Steven Carter
Poem beginning with an improvisation on Basho
If you would learn of the pine go to the oak.
O the gorgeous peacock eyes of Klimt’s flowing gown in “The Kiss”! Different from any gown, and the kiss, different from the sloppy-lipped smooches of most men – missing her lips.
Not that the girl appears to mind.
Dissonance, dissonance, always la dissonance!
wind shaping curlews’ cries—
curlews
the wind
A jangling of bells: blues, pinks, yellows, and—yes—grayish-blacks of today’s sunrise. I’d been dreaming of Klimt’s women gliding in those amazing gowns over the sea, their hair fastened by silver clasps of stars: from different constellations, of course!
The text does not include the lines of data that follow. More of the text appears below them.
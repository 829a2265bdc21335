//! Domain ports for the hexagonal boundary.
//!
//! Driven ports (`DailyRecordRepository`, `AccountStore`, `LedgerMetrics`)
//! are implemented by outbound adapters. Driving ports
//! (`WaterLedgerCommand`, `WaterHistoryQuery`, `AccountCommand`) are
//! implemented by domain services and called by inbound adapters.

mod macros;
pub(crate) use macros::define_port_error;

mod account_command;
mod account_store;
mod daily_record_repository;
mod ledger_metrics;
mod water_history_query;
mod water_ledger_command;

pub use account_command::AccountCommand;
#[cfg(test)]
pub use account_command::MockAccountCommand;
#[cfg(test)]
pub use account_store::MockAccountStore;
pub use account_store::{AccountStore, AccountStoreError};
#[cfg(test)]
pub use daily_record_repository::MockDailyRecordRepository;
pub use daily_record_repository::{DailyRecordRepository, DailyRecordRepositoryError};
#[cfg(test)]
pub use ledger_metrics::MockLedgerMetrics;
pub use ledger_metrics::{LedgerMetrics, LedgerWriteOutcome, NoOpLedgerMetrics};
#[cfg(test)]
pub use water_history_query::MockWaterHistoryQuery;
pub use water_history_query::WaterHistoryQuery;
#[cfg(test)]
pub use water_ledger_command::MockWaterLedgerCommand;
pub use water_ledger_command::{ResetOutcome, WaterLedgerCommand};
Not long ago I spent an entire Sunday morning thinking of the women I’ve loved—all of them different: different looks, personalities, backgrounds. Two of them shared the same first name; other than that—
blue blur—
bluebird or
patch of sky
So what happens when you bend or break the rules of dissonance? How many of us know someone who absconded from a marriage, only to marry the same person all over again?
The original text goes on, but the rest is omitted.